Monday, October 19, 2009

Fear and Reprieve

When I was in high school, I played basketball. Lots and lots of basketball. It was hell. In elementary school and junior high school it had been great -- and egotistical though it may sound, I hadn't been three-quarters bad -- but in high school it all went away. My stomach still sinks when I think about it and, shoulders shrugging, I'd still like to know what went wrong. Somewhere inside I still feel bummed. I had these plans, see. These plans to go to college on a real scholarship, to make the varsity my sophomore year, to be the point guard, to play.

But it didn't turn out like that. Lots of my life feels that way when I think of it. I watched a lot of the movie that came out at Christmas a few years ago, The Polar Express, with tears in my eyes, because I understood what the little boy meant when he said, "Christmas just doesn't work out for me." I feel that way. Life just doesn't work out for me.

Starting, I suppose, with basketball. I guess the problem must have been me (am I not supposed to say that?), maybe I wasn't so good anymore (it seems like I was, though). Perhaps the chemistry with the first coach, who left after my sophomore year to be an assistant at a big college, was a little bit off? Certainly I had no chemistry with the coach who came after her, who made me feel terrible about me and who I still bitterly wage war with, deep in my heart, far back in the lost places of my young girl's mind.

Some wounds seem like they shouldn't matter as much as they do. For me it's this basketball thing, but only in part. Only in part because I'm starting to think that life doesn't work out all that well for anyone. We all seem so sure it's working out well for the other guy, but the more I talk to him, the more he keeps telling me how great I seem to have it, or if not me, then you. I'd be a pretty sad sack of potatoes if I thought I hoed this row alone. It'd also be a pretty good farmer's market if basketball were my only potato, or if that one coach were my only foe. But I've blundered more than that, and in my mind I've got my finger in quite a few faces. Plus, let's don't forget I'm battling some actual, tangible enemies. Endometriosis, I'm talking to you.

Back to basketball. I remember there was one game when that coach came down extra-hard on me. Told me on the way to the locker room at half-time that he couldn't see any reason why he should let me play anymore. We were playing one of the less-than teams in our league, and we were not playing them very well. But I was trying as hard as I could. I've never been the sort of person who responded well to more pressure. I never, ever need more pressure. Looking back, that was part of the chemistry disconnect. If I ever would have thought for one second that he really believed I could do it, I'm sure we both would have been surprised by the results. But I always knew that he expected me to fail. It was a crushing burden to bear.
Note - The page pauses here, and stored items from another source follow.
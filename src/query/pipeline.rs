/// Split a query on the first unescaped `|`.
///
/// `\|` produces a literal pipe and is consumed here; every other escape
/// sequence is passed through untouched for the term parser. Both halves
/// come back trimmed.
pub fn split_pipeline(raw: &str) -> (String, String) {
    let mut left = String::new();
    let mut chars = raw.chars();

    while let Some(c) = chars.next() {
        match c {
            '\\' => match chars.next() {
                // the pipe escape is resolved at this stage
                Some('|') => left.push('|'),
                Some(other) => {
                    left.push('\\');
                    left.push(other);
                }
                None => left.push('\\'),
            },
            '|' => {
                let right: String = chars.collect();
                return (left.trim().to_string(), right.trim().to_string());
            }
            _ => left.push(c),
        }
    }

    (left.trim().to_string(), String::new())
}
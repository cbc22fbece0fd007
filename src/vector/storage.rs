//! Binary file I/O for per-space vector data.
//!
//! File format (one file per space, e.g. vectors/content.bin):
//!
//! Header (47 bytes):
//! - version: u8 (1)
//! - model_id: [u8; 32] (SHA256 hash of the embedding model name)
//! - dimensions: u16 (little-endian)
//! - entry_count: u64 (little-endian)
//! - checksum: u32 (CRC32 of header fields before checksum)
//!
//! Entries (repeated):
//! - post_id: u64 (little-endian)
//! - vector: [f32; dimensions] (little-endian)

use std::fs::File;
use std::io::{BufReader, BufWriter, Read, Write};
use std::path::Path;

/// Current file format version
const FORMAT_VERSION: u8 = 1;

/// Header size in bytes: version(1) + model_id(32) + dimensions(2) + entry_count(8) + checksum(4)
const HEADER_SIZE: usize = 47;

#[derive(Debug, thiserror::Error)]
pub enum VectorStoreError {
    #[error("I/O error: {0}")]
    Io(#[from] std::io::Error),

    #[error("Version mismatch: file version {0}, supported version {1}")]
    VersionMismatch(u8, u8),

    #[error("Model mismatch: file was produced by a different model")]
    ModelMismatch,

    #[error("Checksum mismatch: file may be corrupted")]
    ChecksumMismatch,

    #[error("Invalid file format: {0}")]
    InvalidFormat(String),
}

struct Header {
    version: u8,
    model_id: [u8; 32],
    dimensions: u16,
    entry_count: u64,
}

/// SHA256 hash of the model name, used to bind a vector file to the
/// model that produced it.
pub fn model_id(model_name: &str) -> [u8; 32] {
    use sha2::{Digest, Sha256};
    let mut hasher = Sha256::new();
    hasher.update(model_name.as_bytes());
    hasher.finalize().into()
}

/// Read a space file, validating version, model identity and checksum.
/// Returns (dimensions, entries).
pub fn read_space_file(
    path: &Path,
    expected_model_id: &[u8; 32],
) -> Result<(usize, Vec<(u64, Vec<f32>)>), VectorStoreError> {
    let file = File::open(path)?;
    let mut reader = BufReader::new(file);

    let header = read_header(&mut reader)?;
    if header.model_id != *expected_model_id {
        return Err(VectorStoreError::ModelMismatch);
    }

    let dimensions = header.dimensions as usize;
    if dimensions == 0 {
        return Err(VectorStoreError::InvalidFormat(
            "zero dimensions in header".into(),
        ));
    }

    let mut entries = Vec::with_capacity(header.entry_count as usize);
    for _ in 0..header.entry_count {
        entries.push(read_entry(&mut reader, dimensions)?);
    }

    Ok((dimensions, entries))
}

/// Write a space file. Atomic: temp file -> fsync -> rename.
pub fn write_space_file(
    path: &Path,
    model_id: &[u8; 32],
    dimensions: usize,
    entries: &[(u64, Vec<f32>)],
) -> Result<(), VectorStoreError> {
    let temp_path = path.with_extension("tmp");

    let result = write_to_file(&temp_path, model_id, dimensions, entries);
    if result.is_err() {
        let _ = std::fs::remove_file(&temp_path);
        return result;
    }

    std::fs::rename(&temp_path, path)?;
    Ok(())
}

fn write_to_file(
    path: &Path,
    model_id: &[u8; 32],
    dimensions: usize,
    entries: &[(u64, Vec<f32>)],
) -> Result<(), VectorStoreError> {
    let file = File::create(path)?;
    let mut writer = BufWriter::new(file);

    write_header(
        &mut writer,
        &Header {
            version: FORMAT_VERSION,
            model_id: *model_id,
            dimensions: dimensions as u16,
            entry_count: entries.len() as u64,
        },
    )?;

    for (id, vector) in entries {
        if vector.len() != dimensions {
            return Err(VectorStoreError::InvalidFormat(format!(
                "entry {id} has {} dimensions, expected {dimensions}",
                vector.len()
            )));
        }
        writer.write_all(&id.to_le_bytes())?;
        for &value in vector {
            writer.write_all(&value.to_le_bytes())?;
        }
    }

    writer.flush()?;
    let file = writer
        .into_inner()
        .map_err(|e| std::io::Error::new(std::io::ErrorKind::Other, e))?;
    file.sync_all()?;

    Ok(())
}

fn read_header(reader: &mut BufReader<File>) -> Result<Header, VectorStoreError> {
    let mut header_bytes = [0u8; HEADER_SIZE];
    reader.read_exact(&mut header_bytes)?;

    let version = header_bytes[0];
    if version > FORMAT_VERSION {
        return Err(VectorStoreError::VersionMismatch(version, FORMAT_VERSION));
    }

    let mut model_id = [0u8; 32];
    model_id.copy_from_slice(&header_bytes[1..33]);

    let dimensions = u16::from_le_bytes([header_bytes[33], header_bytes[34]]);
    let entry_count = u64::from_le_bytes([
        header_bytes[35],
        header_bytes[36],
        header_bytes[37],
        header_bytes[38],
        header_bytes[39],
        header_bytes[40],
        header_bytes[41],
        header_bytes[42],
    ]);
    let stored_checksum = u32::from_le_bytes([
        header_bytes[43],
        header_bytes[44],
        header_bytes[45],
        header_bytes[46],
    ]);

    let computed_checksum = crc32fast::hash(&header_bytes[0..43]);
    if stored_checksum != computed_checksum {
        return Err(VectorStoreError::ChecksumMismatch);
    }

    Ok(Header {
        version,
        model_id,
        dimensions,
        entry_count,
    })
}

fn write_header(writer: &mut BufWriter<File>, header: &Header) -> Result<(), VectorStoreError> {
    let mut header_bytes = [0u8; HEADER_SIZE];

    header_bytes[0] = header.version;
    header_bytes[1..33].copy_from_slice(&header.model_id);
    header_bytes[33..35].copy_from_slice(&header.dimensions.to_le_bytes());
    header_bytes[35..43].copy_from_slice(&header.entry_count.to_le_bytes());

    let checksum = crc32fast::hash(&header_bytes[0..43]);
    header_bytes[43..47].copy_from_slice(&checksum.to_le_bytes());

    writer.write_all(&header_bytes)?;
    Ok(())
}

fn read_entry(
    reader: &mut BufReader<File>,
    dimensions: usize,
) -> Result<(u64, Vec<f32>), VectorStoreError> {
    let mut id_bytes = [0u8; 8];
    reader.read_exact(&mut id_bytes)?;
    let id = u64::from_le_bytes(id_bytes);

    let mut raw = vec![0u8; dimensions * 4];
    reader.read_exact(&mut raw)?;
    let vector = raw
        .chunks_exact(4)
        .map(|b| f32::from_le_bytes([b[0], b[1], b[2], b[3]]))
        .collect();

    Ok((id, vector))
}
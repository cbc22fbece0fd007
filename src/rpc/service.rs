//! The search service: method table wiring the RPC surface to the engine.

use std::sync::Arc;

use serde::Deserialize;
use serde_json::{json, Value};
use tokio::sync::watch;

use crate::engine::SearchEngine;
use crate::errors::SearchError;
use crate::settings::SearchSettings;
use crate::vector::{Mode, SpaceKind};

use super::message::{
    into_chunks, RpcError, RpcOutcome, INTERNAL_ERROR, INVALID_PARAMS, METHOD_NOT_FOUND,
};
use super::server::RpcHandler;

const DEFAULT_TEXT_LIMIT: usize = 50;
const DEFAULT_USER_STATS_LIMIT: usize = 50;

pub struct SearchService {
    engine: Arc<SearchEngine>,
    model: String,
    chunk_size: usize,
    shutdown: watch::Sender<bool>,
}

#[derive(Debug, Deserialize)]
struct SearchSimilarParams {
    query: String,
    #[serde(default)]
    search_settings: Option<SearchSettings>,
    #[serde(default)]
    mode: Option<Mode>,
    #[serde(default)]
    weights: Option<Vec<f32>>,
}

#[derive(Debug, Deserialize)]
struct VectorSearchParams {
    query: String,
    #[serde(default)]
    top_k: Option<usize>,
    #[serde(default)]
    mode: Option<Mode>,
    #[serde(default)]
    weights: Option<Vec<f32>>,
}

#[derive(Debug, Deserialize)]
struct SearchTextParams {
    search_term: String,
    #[serde(default)]
    limit: Option<usize>,
    #[serde(default)]
    source: Option<String>,
}

#[derive(Debug, Deserialize)]
struct UserStatsParams {
    #[serde(default)]
    limit: Option<usize>,
}

impl SearchService {
    pub fn new(
        engine: Arc<SearchEngine>,
        model: String,
        chunk_size: usize,
        shutdown: watch::Sender<bool>,
    ) -> Self {
        Self {
            engine,
            model,
            chunk_size,
            shutdown,
        }
    }

    fn get_status(&self) -> Result<RpcOutcome, RpcError> {
        let modes: Vec<&str> = self
            .engine
            .available_modes()
            .map_err(service_error)?
            .iter()
            .map(|m| m.as_str())
            .collect();

        Ok(RpcOutcome::Single(json!({
            "status": "running",
            "ready": true,
            "model": self.model,
            "loaded_records": self.engine.records().len(),
            "available_modes": modes,
        })))
    }

    fn search_similar(&self, params: Value) -> Result<RpcOutcome, RpcError> {
        let params: SearchSimilarParams = parse_params(params)?;
        let settings = params.search_settings.unwrap_or_default();
        let mode = params.mode.unwrap_or_default();

        let results = self
            .engine
            .search(&params.query, &settings, mode, params.weights.as_deref())
            .map_err(service_error)?;

        Ok(RpcOutcome::Single(json!(results)))
    }

    fn vector_search(&self, params: Value) -> Result<RpcOutcome, RpcError> {
        let params: VectorSearchParams = parse_params(params)?;
        let mode = params.mode.unwrap_or_default();

        let pairs = self
            .engine
            .vector_search(&params.query, mode, params.weights.as_deref(), params.top_k)
            .map_err(service_error)?;

        // a bounded request is small by construction; only the unbounded
        // walk streams
        if params.top_k.is_some() {
            return Ok(RpcOutcome::Single(json!(pairs)));
        }

        let chunks = into_chunks(pairs, self.chunk_size)
            .into_iter()
            .map(|chunk| json!(chunk))
            .collect();
        Ok(RpcOutcome::Stream(chunks))
    }

    fn search_text(&self, params: Value) -> Result<RpcOutcome, RpcError> {
        let params: SearchTextParams = parse_params(params)?;

        let source = match params.source.as_deref() {
            None => SpaceKind::Content,
            Some(raw) => raw.parse().map_err(|err: String| {
                RpcError::with_kind(INVALID_PARAMS, err, "validation")
            })?,
        };

        let results = self
            .engine
            .text_search(
                &params.search_term,
                params.limit.unwrap_or(DEFAULT_TEXT_LIMIT),
                source,
            )
            .map_err(service_error)?;

        Ok(RpcOutcome::Single(json!(results)))
    }

    fn database_stats(&self) -> Result<RpcOutcome, RpcError> {
        Ok(RpcOutcome::Single(json!(self.engine.database_stats())))
    }

    fn user_stats(&self, params: Value) -> Result<RpcOutcome, RpcError> {
        let params: UserStatsParams = parse_params(params)?;
        let stats = self
            .engine
            .author_stats(params.limit.unwrap_or(DEFAULT_USER_STATS_LIMIT));
        Ok(RpcOutcome::Single(json!(stats)))
    }

    fn stop_server(&self) -> Result<RpcOutcome, RpcError> {
        log::info!("stop_server requested");
        let _ = self.shutdown.send(true);
        Ok(RpcOutcome::Single(json!({ "status": "stopping" })))
    }
}

impl RpcHandler for SearchService {
    fn call(&self, method: &str, params: Value) -> Result<RpcOutcome, RpcError> {
        match method {
            "get_status" => self.get_status(),
            "search_similar" => self.search_similar(params),
            "vector_search" => self.vector_search(params),
            "search_text" => self.search_text(params),
            "get_database_stats" => self.database_stats(),
            "get_user_stats" => self.user_stats(params),
            "stop_server" => self.stop_server(),
            other => Err(RpcError::new(
                METHOD_NOT_FOUND,
                format!("Method not found: {other}"),
            )),
        }
    }
}

fn parse_params<P: serde::de::DeserializeOwned>(params: Value) -> Result<P, RpcError> {
    let params = if params.is_null() {
        Value::Object(serde_json::Map::new())
    } else {
        params
    };
    serde_json::from_value(params).map_err(|err| {
        RpcError::with_kind(INVALID_PARAMS, format!("Invalid params: {err}"), "validation")
    })
}

/// Map an engine error onto the wire. User-caused errors go out verbatim;
/// internals are logged in full and sanitized.
fn service_error(err: SearchError) -> RpcError {
    match &err {
        SearchError::Validation(_) | SearchError::UnsupportedMode { .. } => {
            RpcError::with_kind(INVALID_PARAMS, err.to_string(), err.kind())
        }
        SearchError::Internal(detail) => {
            log::error!("internal error serving request: {detail}");
            RpcError::with_kind(INTERNAL_ERROR, "internal error", err.kind())
        }
    }
}
use std::sync::Arc;
use std::time::Duration;

use serde_json::{json, Value};
use tokio::io::{AsyncBufReadExt, AsyncWriteExt, BufReader};
use tokio::net::TcpListener;
use tokio::sync::watch;

use crate::rpc::message::{
    RpcResponse, INVALID_PARAMS, INVALID_REQUEST, METHOD_NOT_FOUND, PARSE_ERROR,
};
use crate::rpc::{ClientError, RpcClient, RpcServer, SearchService};
use crate::settings::SearchSettings;
use crate::vector::Mode;

use super::{borrow_rows, engine_fixture, uniform_rows, STUB_MODEL};

const CLIENT_TIMEOUT: Duration = Duration::from_secs(5);

/// Serve an engine fixture on a loopback port. Returns the address, the
/// shutdown sender, and guards that must stay alive for the duration.
async fn serve(
    rows: &[(u64, &str, &str, &str)],
    chunk_size: usize,
) -> (
    String,
    watch::Sender<bool>,
    tempfile::TempDir,
    tokio::task::JoinHandle<std::io::Result<()>>,
) {
    let (dir, engine) = engine_fixture(rows);

    let (shutdown_tx, shutdown_rx) = watch::channel(false);
    let service = Arc::new(SearchService::new(
        engine,
        STUB_MODEL.to_string(),
        chunk_size,
        shutdown_tx.clone(),
    ));

    let listener = TcpListener::bind("127.0.0.1:0").await.unwrap();
    let addr = listener.local_addr().unwrap().to_string();

    let server_task = tokio::spawn(async move {
        RpcServer::new(service).serve(listener, shutdown_rx).await
    });

    (addr, shutdown_tx, dir, server_task)
}

fn client(addr: &str) -> RpcClient {
    RpcClient::new(addr.to_string(), CLIENT_TIMEOUT)
}

#[tokio::test(flavor = "multi_thread", worker_threads = 2)]
async fn test_status_over_the_wire() {
    let rows = [
        (1, "alice", "2022-01-01 10:00:00", "hello world"),
        (2, "bob", "2022-01-02 10:00:00", "second post"),
    ];
    let (addr, _shutdown, _dir, _task) = serve(&rows, 20_000).await;

    let status = client(&addr).get_status().await.unwrap();
    assert_eq!(status["status"], "running");
    assert_eq!(status["ready"], true);
    assert_eq!(status["model"], STUB_MODEL);
    assert_eq!(status["loaded_records"], 2);
}

#[tokio::test(flavor = "multi_thread", worker_threads = 2)]
async fn test_search_similar_over_the_wire() {
    let rows = [
        (1, "alice", "2022-01-01 10:00:00", "rust programming tips"),
        (2, "bob", "2022-01-02 10:00:00", "gardening advice"),
        (3, "alice", "2022-01-03 10:00:00", "more rust programming"),
    ];
    let (addr, _shutdown, _dir, _task) = serve(&rows, 20_000).await;

    let settings = SearchSettings {
        top_k: 2,
        ..Default::default()
    };
    let results = client(&addr)
        .search_similar("rust programming", &settings, Mode::Content, None)
        .await
        .unwrap();

    assert_eq!(results.len(), 2);
    assert_eq!(results[0].rank, 1);
    assert!(results[0].score >= results[1].score);
    assert!(results.iter().all(|r| r.content.contains("rust")));
}

#[tokio::test(flavor = "multi_thread", worker_threads = 2)]
async fn test_unbounded_vector_search_streams_chunks() {
    let rows = uniform_rows(50);
    let (addr, _shutdown, _dir, _task) = serve(&borrow_rows(&rows), 20).await;

    // raw connection: verify the actual chunk envelopes
    let stream = tokio::net::TcpStream::connect(&addr).await.unwrap();
    let (read_half, mut write_half) = stream.into_split();
    write_half
        .write_all(
            b"{\"jsonrpc\":\"2.0\",\"id\":7,\"method\":\"vector_search\",\"params\":{\"query\":\"post\"}}\n",
        )
        .await
        .unwrap();

    let mut lines = BufReader::new(read_half).lines();
    let mut responses = Vec::new();
    loop {
        let line = lines.next_line().await.unwrap().unwrap();
        let response: RpcResponse = serde_json::from_str(&line).unwrap();
        let more = response.more.expect("streamed response must carry more");
        responses.push(response);
        if !more {
            break;
        }
    }

    // 50 results / chunk size 20 -> 3 chunks
    assert_eq!(responses.len(), 3);
    let mut total = 0;
    for (i, response) in responses.iter().enumerate() {
        assert_eq!(response.id, json!(7));
        let result = response.result.as_ref().unwrap();
        assert_eq!(result["chunk"], i as u64 + 1);
        assert_eq!(result["total_chunks"], 3);
        assert_eq!(result["start_rank"], (i * 20 + 1) as u64);
        assert_eq!(response.more, Some(i < 2));
        total += result["data"].as_array().unwrap().len();
    }
    assert_eq!(total, 50);
}

#[tokio::test(flavor = "multi_thread", worker_threads = 2)]
async fn test_client_reassembles_chunks() {
    let rows = uniform_rows(50);
    let (addr, _shutdown, _dir, _task) = serve(&borrow_rows(&rows), 20).await;

    let all = client(&addr)
        .vector_search("post", Mode::Content, None)
        .await
        .unwrap();
    assert_eq!(all.len(), 50);
    for pair in all.windows(2) {
        assert!(pair[0].1 >= pair[1].1);
    }

    // bounded query: same prefix, single message
    let five = client(&addr)
        .vector_search("post", Mode::Content, Some(5))
        .await
        .unwrap();
    assert_eq!(five, all[..5].to_vec());
}

#[tokio::test(flavor = "multi_thread", worker_threads = 2)]
async fn test_protocol_errors() {
    let rows = [(1, "a", "2022-01-01 10:00:00", "x")];
    let (addr, _shutdown, _dir, _task) = serve(&rows, 20_000).await;

    let stream = tokio::net::TcpStream::connect(&addr).await.unwrap();
    let (read_half, mut write_half) = stream.into_split();
    let mut lines = BufReader::new(read_half).lines();

    // parse error
    write_half.write_all(b"this is not json\n").await.unwrap();
    let response: RpcResponse =
        serde_json::from_str(&lines.next_line().await.unwrap().unwrap()).unwrap();
    assert_eq!(response.error.unwrap().code, PARSE_ERROR);

    // missing jsonrpc field
    write_half
        .write_all(b"{\"id\":1,\"method\":\"get_status\"}\n")
        .await
        .unwrap();
    let response: RpcResponse =
        serde_json::from_str(&lines.next_line().await.unwrap().unwrap()).unwrap();
    assert_eq!(response.error.unwrap().code, INVALID_REQUEST);

    // unknown method: only the explicit table is reachable
    write_half
        .write_all(b"{\"jsonrpc\":\"2.0\",\"id\":2,\"method\":\"__import__\"}\n")
        .await
        .unwrap();
    let response: RpcResponse =
        serde_json::from_str(&lines.next_line().await.unwrap().unwrap()).unwrap();
    assert_eq!(response.error.unwrap().code, METHOD_NOT_FOUND);

    // invalid params (query is required)
    write_half
        .write_all(b"{\"jsonrpc\":\"2.0\",\"id\":3,\"method\":\"search_similar\",\"params\":{}}\n")
        .await
        .unwrap();
    let response: RpcResponse =
        serde_json::from_str(&lines.next_line().await.unwrap().unwrap()).unwrap();
    let error = response.error.unwrap();
    assert_eq!(error.code, INVALID_PARAMS);
    assert_eq!(error.kind(), Some("validation"));
}

#[tokio::test(flavor = "multi_thread", worker_threads = 2)]
async fn test_validation_error_over_the_wire() {
    let rows = [(1, "a", "2022-01-01 10:00:00", "x")];
    let (addr, _shutdown, _dir, _task) = serve(&rows, 20_000).await;

    let settings = SearchSettings {
        top_k: 150,
        ..Default::default()
    };
    let result = client(&addr)
        .search_similar("x", &settings, Mode::Content, None)
        .await;

    match result {
        Err(ClientError::Rpc(error)) => {
            assert_eq!(error.code, INVALID_PARAMS);
            assert_eq!(error.kind(), Some("validation"));
            assert!(error.message.contains("top_k"));
        }
        other => panic!("expected rpc error, got {other:?}"),
    }
}

#[tokio::test(flavor = "multi_thread", worker_threads = 2)]
async fn test_stop_server_shuts_down() {
    let rows = [(1, "a", "2022-01-01 10:00:00", "x")];
    let (addr, _shutdown, _dir, task) = serve(&rows, 20_000).await;

    let result = client(&addr).stop_server().await.unwrap();
    assert_eq!(result["status"], "stopping");

    // the accept loop must terminate
    tokio::time::timeout(Duration::from_secs(5), task)
        .await
        .expect("server did not stop")
        .unwrap()
        .unwrap();
}

#[tokio::test(flavor = "multi_thread", worker_threads = 2)]
async fn test_client_distinguishes_not_running() {
    // bind a port, then free it: nothing is listening afterwards
    let listener = TcpListener::bind("127.0.0.1:0").await.unwrap();
    let addr = listener.local_addr().unwrap().to_string();
    drop(listener);

    let result = client(&addr).get_status().await;
    assert!(matches!(result, Err(ClientError::NotRunning)));
}

#[tokio::test(flavor = "multi_thread", worker_threads = 2)]
async fn test_client_ignores_foreign_ids() {
    // a hand-rolled server that interleaves a stale response before the
    // real one
    let listener = TcpListener::bind("127.0.0.1:0").await.unwrap();
    let addr = listener.local_addr().unwrap().to_string();

    tokio::spawn(async move {
        let (stream, _) = listener.accept().await.unwrap();
        let (read_half, mut write_half) = stream.into_split();
        let mut lines = BufReader::new(read_half).lines();
        let line = lines.next_line().await.unwrap().unwrap();
        let request: Value = serde_json::from_str(&line).unwrap();
        let id = request["id"].clone();

        let stale = json!({"jsonrpc": "2.0", "id": 999_999, "result": {"stale": true}});
        let real = json!({"jsonrpc": "2.0", "id": id, "result": {"stale": false}});
        let payload = format!("{stale}\n{real}\n");
        write_half.write_all(payload.as_bytes()).await.unwrap();
    });

    let result = client(&addr).get_status().await.unwrap();
    assert_eq!(result["stale"], false);
}

#[tokio::test(flavor = "multi_thread", worker_threads = 2)]
async fn test_concurrent_requests_are_independent() {
    let rows = uniform_rows(30);
    let (addr, _shutdown, _dir, _task) = serve(&borrow_rows(&rows), 10).await;

    let mut handles = Vec::new();
    for _ in 0..8 {
        let addr = addr.clone();
        handles.push(tokio::spawn(async move {
            client(&addr)
                .vector_search("post", Mode::Content, None)
                .await
                .unwrap()
        }));
    }

    for handle in handles {
        let results = handle.await.unwrap();
        assert_eq!(results.len(), 30);
    }
}
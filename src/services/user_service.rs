//! User service for business logic operations.
//!
//! Holds the not-found and pagination policy; everything else is a
//! pass-through to the repository port.

use std::sync::Arc;

use serde::Serialize;
use utoipa::ToSchema;

use crate::error::{AppError, AppResult};
use crate::models::{NewUser, Page, PageMeta, UpdateUser, User};
use crate::repositories::UserRepository;

/// Acknowledgement returned by a successful delete.
#[derive(Debug, Clone, Copy, PartialEq, Eq, Serialize, ToSchema)]
pub struct DeleteResult {
    pub success: bool,
}

/// User service for handling user-related business logic.
#[derive(Clone)]
pub struct UserService {
    repo: Arc<dyn UserRepository>,
}

impl UserService {
    pub fn new(repo: Arc<dyn UserRepository>) -> Self {
        Self { repo }
    }

    /// Lists users ordered by id.
    ///
    /// Fails with `PageOutOfRange` when `page` is past the last page of a
    /// non-empty table.
    pub async fn find_all(&self, page: u64, size: u64) -> AppResult<Page<User>> {
        let offset = page.saturating_sub(1).saturating_mul(size);
        let (items, total) = self.repo.find_and_count(offset, size).await?;
        let meta = PageMeta::calculate(total, page, size)?;

        tracing::debug!(page, size, total, returned = items.len(), "Listed users");
        Ok(Page { items, meta })
    }

    /// Gets a user by id, or `NotFound` ("User #<id> not found").
    pub async fn find_one(&self, id: i32) -> AppResult<User> {
        self.repo
            .find_one(id)
            .await?
            .ok_or_else(|| AppError::not_found("User", id))
    }

    pub async fn create(&self, new_user: NewUser) -> AppResult<User> {
        let user = self.repo.create(new_user).await?;
        tracing::info!(user_id = user.id, "User created");
        Ok(user)
    }

    /// Loads the user, merges the provided fields and saves the result.
    pub async fn update(&self, id: i32, changes: UpdateUser) -> AppResult<User> {
        let existing = self.find_one(id).await?;
        let merged = self.repo.merge(existing, changes);
        let saved = self.repo.save(merged).await?;
        tracing::info!(user_id = id, "User updated");
        Ok(saved)
    }

    pub async fn remove(&self, id: i32) -> AppResult<DeleteResult> {
        let affected = self.repo.delete(id).await?;
        if affected == 0 {
            return Err(AppError::not_found("User", id));
        }
        tracing::info!(user_id = id, "User deleted");
        Ok(DeleteResult { success: true })
    }
}

#[cfg(test)]
mod tests {
    use super::*;
    use crate::models::{Gender, Seniority};
    use crate::repositories::InMemoryUserRepository;

    fn service() -> UserService {
        UserService::new(Arc::new(InMemoryUserRepository::default()))
    }

    fn new_user(n: usize) -> NewUser {
        NewUser {
            first_name: format!("Jerry{n}"),
            last_name: "Smith".into(),
            email: format!("jerry{n}@smith.io"),
            gender: Gender::Male,
            seniority: Seniority::Trainee,
            experience: Some("Advertising".into()),
        }
    }

    #[tokio::test]
    async fn create_then_read_round_trip() {
        let svc = service();
        let created = svc.create(new_user(1)).await.unwrap();
        let fetched = svc.find_one(created.id).await.unwrap();

        assert_eq!(fetched, created);
        assert_eq!(fetched.first_name, "Jerry1");
        assert_eq!(fetched.email, "jerry1@smith.io");
        assert_eq!(fetched.experience.as_deref(), Some("Advertising"));
    }

    #[tokio::test]
    async fn find_one_missing_names_the_id() {
        let err = service().find_one(9999).await.unwrap_err();
        assert_eq!(err.to_string(), "User #9999 not found");
    }

    #[tokio::test]
    async fn update_is_partial() {
        let svc = service();
        let created = svc.create(new_user(1)).await.unwrap();

        let updated = svc
            .update(
                created.id,
                UpdateUser {
                    first_name: Some("Beth".into()),
                    ..Default::default()
                },
            )
            .await
            .unwrap();

        assert_eq!(updated.first_name, "Beth");
        assert_eq!(updated.last_name, created.last_name);
        assert_eq!(updated.email, created.email);
        assert_eq!(updated.gender, created.gender);
        assert_eq!(updated.seniority, created.seniority);
        assert_eq!(updated.created_at, created.created_at);
    }

    #[tokio::test]
    async fn update_missing_user_is_not_found() {
        let err = service()
            .update(5, UpdateUser::default())
            .await
            .unwrap_err();
        assert!(matches!(err, AppError::NotFound { .. }));
    }

    #[tokio::test]
    async fn delete_is_terminal() {
        let svc = service();
        let created = svc.create(new_user(1)).await.unwrap();

        assert_eq!(
            svc.remove(created.id).await.unwrap(),
            DeleteResult { success: true }
        );
        assert!(matches!(
            svc.find_one(created.id).await,
            Err(AppError::NotFound { .. })
        ));
        assert!(matches!(
            svc.remove(created.id).await,
            Err(AppError::NotFound { .. })
        ));
    }

    #[tokio::test]
    async fn find_all_pages_in_id_order() {
        let svc = service();
        for n in 0..25 {
            svc.create(new_user(n)).await.unwrap();
        }

        let page = svc.find_all(3, 10).await.unwrap();
        assert_eq!(page.items.len(), 5);
        assert_eq!(page.items[0].id, 21);
        assert_eq!(
            page.meta,
            PageMeta {
                page: 3,
                size: 10,
                total: 25,
                total_pages: 3
            }
        );
    }

    #[tokio::test]
    async fn find_all_past_the_end_fails() {
        let svc = service();
        for n in 0..3 {
            svc.create(new_user(n)).await.unwrap();
        }
        let err = svc.find_all(1000, 10).await.unwrap_err();
        assert_eq!(
            err.to_string(),
            "The page #1000 is greater than the total pages."
        );
    }

    #[tokio::test]
    async fn find_all_on_empty_table_is_empty() {
        let page = service().find_all(1, 10).await.unwrap();
        assert!(page.items.is_empty());
        assert_eq!(page.meta.total_pages, 0);
    }
}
I really have no idea what happened in that game, if we won or if we lost or how much I played in the second half. But something happened that night for which I will always be grateful. I got home and it was winter in Idaho, and I put on my sweats, and my headphones with my old Walkman tapeplayer, and I went out to run. It was a black, black night. I don't know if my parents were home or if they even knew I left. I just remember that I went out to run.

I ran so hard, and for so long, and I remember that there was a point at which -- for just a moment -- I didn't feel scared. I didn't care. I didn't feel the pressure. I knew it didn't matter. I just ran. I lived in the same house for nearly every day of my childhood, and so every one of those streets was familiar. It was dark, but I wasn't lost. I realized that night that I know how to be alone without being lonely. I realized that things can be so hard, but you can still be there. That's it. You're still there.

For just a few minutes I was with me and I wasn't scared.

There are so many reasons to be afraid. It is good to be afraid. It means you understand what you're up against. But it is good to know that you can be counted down and out; you can, in fact, be utterly powerless, and still find your way in a cold, black night. Nothing got better after that run, not for a long, long time. But that run was still a good thing.

It is good to be afraid. Good, too, are moments of reprieve, even when they come in the dark.

1 comment:

  1. no wonder running is so important to you, sam -- i'm hopeful you will be able to get back into it, if you haven't already!